Gessel and Ree in "Lattice paths and Faber polynomials" give (p. 4) a multinomial- coefficient type of expression for the coefficients of the Faber polynomials $FP_n(u)$ for which $FP_n(0)=F_n[a_1,a_2,…,a_n]$. (G & R use the notation $F_n(u)$ for what I denote as $FP_n(u)$.)
[Edit, July 6, 2022: Motivated by Peter's answer, I found two nice intros for the uninitiated to Kummer's theorem–"Legendre’s and Kummer’s Theorems Again" by Mihet and "Revisiting Kummer's and Legendre's Formulae" by Sury.]
On the 'ubiquity' of the Faber polynomials and Faber partition polynomials:
These Faber polynomials and their associated Faber partition polynomials crop up in multitude of discussions: in symmetric function theory in the Newton-Girard-Waring identities expressing the power symmetric polynomials in terms of the elementary symmetric polynomials; in operational calculus for a generic raising operator for Appell polynomials; in complex function theory in extending an analytic function defined on a closed curve to an analytic function within the curve (providing harmonic functions with prescribed boundary conditions); in an analog of Fourier series expansions of complex functions; in extracting the numerical values of the indeterminates of compositional partition polynomials given numerical evaluations of those polynomials; in relations between determinants and traces; in algebraic/geometric K-theory; in the combinatorial/analytic properties of random walks, lattice paths, noncrossing partitions, and associahedra; and in determining the compositional inverse of certain Laurent series–in fact, in an orgy with the family of reciprocal polynomials $R_n$ birthed by $1/A(x) = \sum_{n \geq 0} R_n(a_1,…,a_n) x^n$, the compositional inverse $L^{(-1)}(z) = z + b_1 +b_2/z +b_3/z^2 + \cdots $ of the formal Laurent series $L(z) =z + a_1 +a_2/z +a_3/z^2 + \cdots$ is given by the umbral recursion formula $b_n(a_1,…,a_n) = \frac{1}{n}[R_n(b_1-F.(a_1,…),b_2,b_3,…,b_{n-1},0] – R_n(0,-b_2,-2b_3,…,-(n-2)b_{n-1},0)].$
Best Answer
From $$\ln[A(x)] = \ln[1 + a_1 x + a_2 x^2 + \cdots ] = \sum_{n \geq 1} -F_n(a_1,...,a_n)\; \frac{x^n}{n}$$ and letting $A'(x) = A(x) - 1$ we have $$\begin{eqnarray*} F_n(a_1,...,a_n) &=& n [x^n] \sum_{i=1}^{\infty} \frac{(-A'(x))^i}{i} \\ &=& (-a_1)^n + n [x^n] \sum_{i=1}^{n-1} \frac{(-A'(x))^i}{i} \\ %&=& n \sum_{\lambda \, \vdash \, n} \frac{1}{\operatorname{len}(\lambda)} \binom{\operatorname{len}(\lambda)}{f_1, \ldots, f_n} \prod_i (-a_i)^{f_i} \\ &=& (-a_1)^n + n \sum_{\lambda \, \vdash \, n,\; \lambda \neq 1^n} \frac{1}{\operatorname{len}(\lambda)} \binom{\operatorname{len}(\lambda)}{f_1, \ldots, f_n} \prod_j (-a_j)^{f_j} \\ \end{eqnarray*}$$
where the sum in the last line is over partitions $\lambda = 1^{f_1} 2^{f_2} \cdots n^{f_n}$ with $\sum_i if_i = n$ and the length $\operatorname{len}(\lambda)$ defined as $\sum_i f_i$, and the partition $\lambda = 1^n$ giving $(-a_1)^n$ is pulled out of the sum.

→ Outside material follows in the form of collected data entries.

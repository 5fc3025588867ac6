//! ## Swap Math
//!
//! A bucket of resting orders is traded linearly: filling `x` out of `liquidity` moves the price
//! `x / liquidity` of the way from the start of the bucket to its far edge. Input amounts follow
//! from the average of the start and end prices of the fill.

use super::{
    div_rounding_u512, mul_div, mul_div_rounding_up, narrow_u512, sqrt_rounding_up_u512,
    to_u128, to_u160, Rounding,
};
use crate::prelude::*;
use alloy_primitives::{I256, U160, U256, U512};

/// Computes the result of swapping some amount in, or amount out, against one bucket
///
/// The fee, plus the amount in, will never exceed the amount remaining if the swap's
/// `amount_remaining` is negative (exact input)
///
/// ## Arguments
///
/// * `price_current_x96`: The current price of the grid
/// * `price_boundary_x96`: The far edge of the bucket, from which the direction of the swap is
///   inferred
/// * `price_limit_x96`: The price that cannot be crossed
/// * `amount_remaining`: How much input (negative) or output (positive) is remaining to be
///   swapped
/// * `liquidity`: The maker amount between `price_current_x96` and `price_boundary_x96`
/// * `fee_pips`: The taker fee rate in parts per million
///
/// ## Returns
///
/// * `price_next_x96`: The price after swapping the amount in/out, not to exceed the price limit
/// * `amount_in`: The amount to be swapped in, of either token0 or token1, based on the direction
///   of the swap
/// * `amount_out`: The amount to be received, of either token0 or token1, based on the direction
///   of the swap
/// * `fee_amount`: The amount of input that will be taken as a fee
pub fn compute_swap_step(
    price_current_x96: U160,
    price_boundary_x96: U160,
    price_limit_x96: U160,
    amount_remaining: I256,
    liquidity: u128,
    fee_pips: i32,
) -> Result<(U160, u128, u128, u128), Error> {
    if price_boundary_x96 == price_current_x96 {
        return Ok((price_current_x96, 0, 0, 0));
    }
    let fee_pips = U256::from(fee_pips.clamp(0, FEE_DENOMINATOR as i32 - 1) as u32);
    let fee_complement = U256::from(FEE_DENOMINATOR) - fee_pips;
    let zero_for_one = price_boundary_x96 < price_current_x96;
    let exact_in = amount_remaining.is_negative();

    let price_current = U256::from(price_current_x96);
    let liquidity = U256::from(liquidity);
    let delta = abs_diff(price_current, U256::from(price_boundary_x96));

    // stop at the limit when it lies inside the bucket
    let limited = if zero_for_one {
        price_limit_x96 > price_boundary_x96
    } else {
        price_limit_x96 < price_boundary_x96
    };
    let (price_target, max_out) = if limited {
        let distance = abs_diff(price_current, U256::from(price_limit_x96));
        (U256::from(price_limit_x96), mul_div(liquidity, distance, delta)?)
    } else {
        (U256::from(price_boundary_x96), liquidity)
    };

    let amount_remaining_abs = amount_remaining.unsigned_abs();
    let (price_next, amount_in, amount_out, fee_amount) = if exact_in {
        let amount_remaining_less_fee =
            mul_div(amount_remaining_abs, fee_complement, U256::from(FEE_DENOMINATOR))?;
        let amount_in_full = get_amount_in(max_out, price_current, price_target, zero_for_one)?;
        if amount_remaining_less_fee >= amount_in_full {
            let fee_amount = mul_div_rounding_up(amount_in_full, fee_pips, fee_complement)?;
            (price_target, amount_in_full, max_out, fee_amount)
        } else {
            let amount_in = amount_remaining_less_fee;
            let amount_out =
                get_amount_out(amount_in, price_current, delta, liquidity, zero_for_one)?
                    .min(max_out);
            let price_next = if amount_out == max_out {
                price_target
            } else {
                get_next_price(price_current, delta, liquidity, amount_out, zero_for_one)?
            };
            // the remainder of the budget is taken as fee
            (price_next, amount_in, amount_out, amount_remaining_abs - amount_in)
        }
    } else {
        let (amount_out, price_next) = if amount_remaining_abs >= max_out {
            (max_out, price_target)
        } else {
            let price_next = get_next_price(
                price_current,
                delta,
                liquidity,
                amount_remaining_abs,
                zero_for_one,
            )?;
            (amount_remaining_abs, price_next)
        };
        let amount_in = get_amount_in(amount_out, price_current, price_next, zero_for_one)?;
        let fee_amount = mul_div_rounding_up(amount_in, fee_pips, fee_complement)?;
        (price_next, amount_in, amount_out, fee_amount)
    };

    Ok((
        to_u160(price_next)?,
        to_u128(amount_in)?,
        to_u128(amount_out)?,
        to_u128(fee_amount)?,
    ))
}

#[inline]
fn abs_diff(a: U256, b: U256) -> U256 {
    if a > b {
        a - b
    } else {
        b - a
    }
}

/// Moves the price from `price_current` by `amount_out / liquidity` of `delta`, rounding away
/// from the current price.
#[inline]
pub fn get_next_price(
    price_current: U256,
    delta: U256,
    liquidity: U256,
    amount_out: U256,
    zero_for_one: bool,
) -> Result<U256, Error> {
    let moved = mul_div_rounding_up(delta, amount_out, liquidity)?;
    if zero_for_one {
        Ok(price_current.saturating_sub(moved))
    } else {
        Ok(price_current + moved)
    }
}

/// Returns the input needed to receive `amount_out` while the price moves from `price_current`
/// to `price_next`, rounded up.
///
/// Token0 is paid at the average price when the price falls, token1 at the average price when it
/// rises.
#[inline]
pub fn get_amount_in(
    amount_out: U256,
    price_current: U256,
    price_next: U256,
    zero_for_one: bool,
) -> Result<U256, Error> {
    let price_sum = price_current + price_next;
    if zero_for_one {
        mul_div_rounding_up(amount_out, Q97, price_sum)
    } else {
        mul_div_rounding_up(amount_out, price_sum, Q97)
    }
}

/// Returns the output received for `amount_in` entering the bucket at `price_current`, rounded
/// down.
///
/// Solves `amount_in = amount_out * avg_price` with the end price moving linearly in
/// `amount_out`. When the price falls this is a linear equation; when it rises the quadratic is
/// solved with a square root rounded up.
pub fn get_amount_out(
    amount_in: U256,
    price_current: U256,
    delta: U256,
    liquidity: U256,
    zero_for_one: bool,
) -> Result<U256, Error> {
    if liquidity.is_zero() {
        return Ok(U256::ZERO);
    }
    let amount_in = U512::from(amount_in);
    let price_current = U512::from(price_current);
    let delta = U512::from(delta);
    let liquidity = U512::from(liquidity);
    let q97 = U512::from(Q97);

    let amount_out = if zero_for_one {
        // out = 2 * in * P * L / (2**97 * L + in * D)
        let numerator = (amount_in * price_current * liquidity) << 1;
        let denominator = q97 * liquidity + amount_in * delta;
        div_rounding_u512(numerator, denominator, Rounding::Down)?
    } else {
        // out = 2**97 * in / (P + sqrt(P**2 + 2**97 * D * in / L))
        let discriminant = price_current * price_current
            + div_rounding_u512(q97 * delta * amount_in, liquidity, Rounding::Up)?;
        let denominator = price_current + sqrt_rounding_up_u512(discriminant);
        div_rounding_u512(q97 * amount_in, denominator, Rounding::Down)?
    };
    narrow_u512(amount_out)
}
use alloy_primitives::U160;
use core::{hint::black_box, ops::Shl};
use criterion::{criterion_group, criterion_main, Criterion, Throughput};
use gridex_engine::prelude::*;

fn generate_boundary_inputs() -> Vec<i32> {
    let mut inputs = (-128..=128).map(|i| i * 997).collect::<Vec<_>>();

    // Add edge cases
    inputs.extend([MIN_BOUNDARY, MAX_BOUNDARY, 0, 1000, -1000]);

    inputs
}

fn generate_price_inputs() -> Vec<U160> {
    let mut inputs = (20u8..=159)
        .map(|i| U160::from(1).shl(i))
        .collect::<Vec<_>>();

    // Add edge cases
    inputs.extend([MIN_RATIO, MAX_RATIO, U160::from(Q96)]);

    inputs
}

fn get_price_x96_at_boundary_benchmark(c: &mut Criterion) {
    let inputs = generate_boundary_inputs();
    let mut group = c.benchmark_group("get_price_x96_at_boundary");
    group.throughput(Throughput::Elements(inputs.len() as u64));

    group.bench_function("engine", |b| {
        b.iter(|| {
            for boundary in &inputs {
                let _ = black_box(get_price_x96_at_boundary(*boundary));
            }
        })
    });

    group.finish();
}

fn get_boundary_at_price_x96_benchmark(c: &mut Criterion) {
    let inputs = generate_price_inputs();
    let mut group = c.benchmark_group("get_boundary_at_price_x96");
    group.throughput(Throughput::Elements(inputs.len() as u64));

    group.bench_function("engine", |b| {
        b.iter(|| {
            for price_x96 in &inputs {
                let _ = black_box(get_boundary_at_price_x96(*price_x96));
            }
        })
    });

    group.finish();
}

criterion_group!(
    benches,
    get_price_x96_at_boundary_benchmark,
    get_boundary_at_price_x96_benchmark
);
criterion_main!(benches);
pub mod boundary;
pub mod bundle;
pub mod grid;
pub mod order;
pub mod transaction;

pub use boundary::Boundary;
pub use bundle::{Bundle, LiquidityRemoval, TakerFill};
pub use grid::{Context, Grid, SwapOutcome};
pub use order::{MakerOrderParameters, Order};
pub use transaction::{Changes, GridState, Slot0, StagedBitmap, Transaction};

pub(crate) use transaction::side;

It remains to show that all of the multinomial coefficients in $[x^n](-A'(x))^i$ with $i < n$ must be divisible by $i$; they're certainly not divisible by any prime greater than $i$, which by hypothesis includes $n$.
Let $p$ be a prime factor of $\operatorname{len}(\lambda) < n$. There must be some $c$ for which $f_c \neq 0 \pmod p$, since otherwise $p \mid n$ contradicting the primality of $n$. But then $$\binom{\operatorname{len}(\lambda)}{f_1, \ldots, f_n} = \binom{\operatorname{len}(\lambda)}{f_c} \binom{\operatorname{len}(\lambda) - f_c}{\{f_j : j \neq c\}}$$ and by Kummer's theorem $\nu_p \left( \binom{\operatorname{len}(\lambda)}{f_c} \right) \ge \nu_p \left(\operatorname{len}(\lambda)\right)$. Therefore the multinomial coefficient is indeed divisible by $\operatorname{len}(\lambda)$, giving the desired result.